**Exercise prompt**. Each record is to be copied exactly as written.

**Records for processing**.
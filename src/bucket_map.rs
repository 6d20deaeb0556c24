use alloc::collections::TryReserveError;
use alloc::vec;
use alloc::vec::Vec;
use core::fmt::Debug;
use core::iter::FusedIterator;

use crate::bitset::BitSet;
use crate::comparator::KeyComparator;
use crate::error::Error;
use crate::error::Result;

/// Slot occupancy and fragmentation statistics.
///
/// Requires the `stats` feature.
#[cfg(feature = "stats")]
#[derive(Debug, Clone)]
pub struct SlotStats {
    /// Number of live entries
    pub len: usize,
    /// Total number of slots
    pub capacity: usize,
    /// Index of the highest occupied slot, if any
    pub highest_occupied: Option<usize>,
    /// Free slots below the highest occupied slot. These are reclaimed by
    /// [`BucketMap::shrink_to_fit`].
    pub fragmented_slots: usize,
    /// Load factor (len / capacity)
    pub load_factor: f64,
    /// Total bytes allocated for slots and the occupancy bitset
    pub total_bytes: usize,
}

#[cfg(feature = "stats")]
impl SlotStats {
    /// Pretty-print the statistics.
    #[cfg(feature = "std")]
    pub fn print(&self) {
        println!("=== Bucket Map Slot Statistics ===");
        println!(
            "Population: {}/{} ({:.2}% load factor)",
            self.len,
            self.capacity,
            self.load_factor * 100.0
        );
        match self.highest_occupied {
            Some(highest) => println!("Highest occupied slot: {}", highest),
            None => println!("Highest occupied slot: none"),
        }
        println!(
            "Fragmentation: {} free slots below the highest occupied slot",
            self.fragmented_slots
        );
        println!("Total Allocated: {} bytes", self.total_bytes);
    }
}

**Exercise solution**.
filename src/bucket_map.rs
repository 6d20deaeb0556c24
use alloc::collections::TryReserveError;
use alloc::vec;
use alloc::vec::Vec;
use core::fmt::Debug;
use core::iter::FusedIterator;

use crate::bitset::BitSet;
use crate::comparator::KeyComparator;
use crate::error::Error;
use crate::error::Result;

/// Slot occupancy and fragmentation statistics.
///
/// Requires the `stats` feature.
#[cfg(feature = "stats")]
#[derive(Debug, Clone)]
pub struct SlotStats {
    /// Number of live entries
    pub len: usize,
    /// Total number of slots
    pub capacity: usize,
    /// Index of the highest occupied slot, if any
    pub highest_occupied: Option<usize>,
    /// Free slots below the highest occupied slot. These are reclaimed by
    /// [`BucketMap::shrink_to_fit`].
    pub fragmented_slots: usize,
    /// Load factor (len / capacity)
    pub load_factor: f64,
    /// Total bytes allocated for slots and the occupancy bitset
    pub total_bytes: usize,
}

#[cfg(feature = "stats")]
impl SlotStats {
    /// Pretty-print the statistics.
    #[cfg(feature = "std")]
    pub fn print(&self) {
        println!("=== Bucket Map Slot Statistics ===");
        println!(
            "Population: {}/{} ({:.2}% load factor)",
            self.len,
            self.capacity,
            self.load_factor * 100.0
        );
        match self.highest_occupied {
            Some(highest) => println!("Highest occupied slot: {}", highest),
            None => println!("Highest occupied slot: none"),
        }
        println!(
            "Fragmentation: {} free slots below the highest occupied slot",
            self.fragmented_slots
        );
        println!("Total Allocated: {} bytes", self.total_bytes);
    }
}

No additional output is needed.